WHAT IS EXPECTED: Tally the lines in the data that follows that include the word "value", and report nothing but the total.

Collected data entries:
- Opening Delimiter -
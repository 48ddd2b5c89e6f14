// src/common/clock.rs
// Conversões entre "HH:MM" e minutos desde a meia-noite.

use chrono::{NaiveTime, Timelike};

pub const MINUTES_PER_DAY: i64 = 24 * 60;

/// "09:00:00" -> "09:00". Strings sem segundos passam intactas.
pub fn truncate_hhmm(value: &str) -> String {
    value.trim().splitn(3, ':').take(2).collect::<Vec<_>>().join(":")
}

/// Minutos desde a meia-noite. Aceita "24:00" como fim do dia.
pub fn parse_minutes(value: &str) -> Option<i64> {
    let value = truncate_hhmm(value);
    if value == "24:00" {
        return Some(MINUTES_PER_DAY);
    }
    NaiveTime::parse_from_str(&value, "%H:%M")
        .ok()
        .map(|t| i64::from(t.num_seconds_from_midnight() / 60))
}

pub fn format_minutes(minutes: i64) -> String {
    format!("{:02}:{:02}", minutes / 60, minutes % 60)
}

pub fn time_from_minutes(minutes: i64) -> Option<NaiveTime> {
    let minutes = u32::try_from(minutes).ok()?;
    NaiveTime::from_hms_opt(minutes / 60, minutes % 60, 0)
}

#[cfg(test)]
mod tests {
    use super::*;

    #[test]
    fn drops_seconds() {
        assert_eq!(truncate_hhmm("09:30:00"), "09:30");
        assert_eq!(truncate_hhmm("18:00"), "18:00");
    }

    #[test]
    fn parses_and_formats() {
        assert_eq!(parse_minutes("10:45"), Some(645));
        assert_eq!(parse_minutes("10:45:59"), Some(645));
        assert_eq!(parse_minutes("24:00"), Some(1440));
        assert_eq!(parse_minutes("abc"), None);
        assert_eq!(format_minutes(645), "10:45");
        assert_eq!(format_minutes(0), "00:00");
    }

    #[test]
    fn time_from_minutes_rejects_out_of_day() {
        assert_eq!(time_from_minutes(90), NaiveTime::from_hms_opt(1, 30, 0));
        assert_eq!(time_from_minutes(1440), None);
        assert_eq!(time_from_minutes(-5), None);
    }
}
- Closing Delimiter -
THE COMPLETED TASK: 6